Ao optar por uma inversão na linearidade narrativa, apresentando o clímax de Raiva, um rompante de violência e morte, em sua sequência inicial – para depois recuar no tempo, acompanhando o encadeamento de fatos que levaram a tal desfecho – o diretor luso-brasileiro Sérgio Tréfaut trata o trágico destino de seus personagens como algo irreversível. Uma consequência lógica, e basicamente inevitável, das condições impostas pela estrutura social dominante na região do Alentejo, sul de Portugal, na década de 1950, cenário de luta de classes entre os camponeses oprimidos e os ricos latifundiários que detêm o poder. É neste contexto que encontramos Palma (Hugo Bentes) – protagonista da trama adaptada do clássico romance Seara de Vento, de Manuel da Fonseca – um trabalhador rural que após pedir aumento ao patrão, Elias Sobral (Diogo Dória), não só é despedido como ainda perde as terras de onde tirava o sustento complementar de sua família.

Há um ano sem conseguir emprego, e sendo perseguido por seu comportamento contestador – por “falar demais”, como afirmam outros personagens – Palma, num ato de desespero para conseguir levar comida à mesa de casa, se envolve num esquema de contrabando, atividade que o coloca novamente na mira do ex-patrão. Abdicando conscientemente da construção de expectativa e do fator surpresa, graças à escolha inicial da quebra de ordem cronológica da narrativa, Tréfaut se dedica a investigar as motivações e os sentimentos dessas figuras asfixiadas por uma atmosfera de luto constante – dois funerais pontuam a história e quase todos, especialmente as mulheres, vestem preto. O registro lúgubre da fotografia em preto e branco, bem como a rigidez da composição simétrica de planos, reforça essa sensação, evocando a estética dos trabalhos do húngaro Béla Tarr, em particular O Cavalo de Turim (2011) – co-dirigido por Ágnes Hranitzky – devido à sua ambientação bucólica.

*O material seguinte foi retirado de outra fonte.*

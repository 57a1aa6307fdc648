mod cli;
mod demo;
mod infra;
mod routes;
mod server;

use vendorscore::error::AppError;

pub async fn run() -> Result<(), AppError> {
    cli::run().await
}
use std::fmt;

use serde::Serialize;

/// 1-5 star rating derived from a composite total. There is no 0-star outcome.
#[derive(Debug, Clone, Copy, PartialEq, Eq, PartialOrd, Ord, Serialize)]
#[serde(transparent)]
pub struct StarRating(u8);

impl StarRating {
    /// Maps a total onto the star bands; every lower bound is inclusive.
    ///
    /// Totals are not clamped first: anything below 40, including negative or NaN input,
    /// lands in the lowest band and anything at or above 100 gets five stars.
    pub fn from_total(total: f64) -> Self {
        let stars = if total >= 100.0 {
            5
        } else if total >= 75.0 {
            4
        } else if total >= 60.0 {
            3
        } else if total >= 40.0 {
            2
        } else {
            1
        };
        Self(stars)
    }

    pub fn get(self) -> u8 {
        self.0
    }
}

impl fmt::Display for StarRating {
    fn fmt(&self, f: &mut fmt::Formatter<'_>) -> fmt::Result {
        write!(f, "{}★", self.0)
    }
}

#[cfg(test)]
mod tests {
    use super::*;

    #[test]
    fn band_lower_bounds_are_inclusive() {
        assert_eq!(StarRating::from_total(100.0).get(), 5);
        assert_eq!(StarRating::from_total(99.9).get(), 4);
        assert_eq!(StarRating::from_total(75.0).get(), 4);
        assert_eq!(StarRating::from_total(74.9).get(), 3);
        assert_eq!(StarRating::from_total(60.0).get(), 3);
        assert_eq!(StarRating::from_total(59.9).get(), 2);
        assert_eq!(StarRating::from_total(40.0).get(), 2);
        assert_eq!(StarRating::from_total(39.9).get(), 1);
    }

    #[test]
    fn out_of_range_totals_do_not_panic() {
        assert_eq!(StarRating::from_total(0.0).get(), 1);
        assert_eq!(StarRating::from_total(-12.5).get(), 1);
        assert_eq!(StarRating::from_total(f64::NAN).get(), 1);
        assert_eq!(StarRating::from_total(250.0).get(), 5);
    }

    #[test]
    fn displays_with_star_suffix() {
        assert_eq!(StarRating::from_total(61.0).to_string(), "3★");
    }
}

Entretanto, enquanto Tarr se vale de tais elementos visuais para trabalhar a dilatação do tempo, através dos longos planos-sequência, de modo a extrair todo o potencial lírico das imagens, Tréfaut, embora imprima um ritmo lento à progressão dos enxutos 80 minutos de projeção, e não se furte aos flertes com o poético – como nos fragmentos que captam a vida selvagem e a ordenação natural da cadeia alimentar (o falcão que destrincha o coelho capturado, a aranha que envolve a mosca em sua teia) que podem ser lidos como uma analogia ao poder dilacerante exercido pela classe dominante sobre os camponeses – se mostra mais interessado nos significados objetivos transmitidos pela imagem, num retrato mais áspero da realidade que cerca sua crítica social. Algo que o aproxima do neorrealismo – assim como a própria obra de Manuel da Fonseca era enquadrada em tal vertente – ainda que fuja um pouco do tom naturalista dos mestres italianos, aderindo a certa teatralidade, tanto no campo das atuações quanto na encenação de modo geral.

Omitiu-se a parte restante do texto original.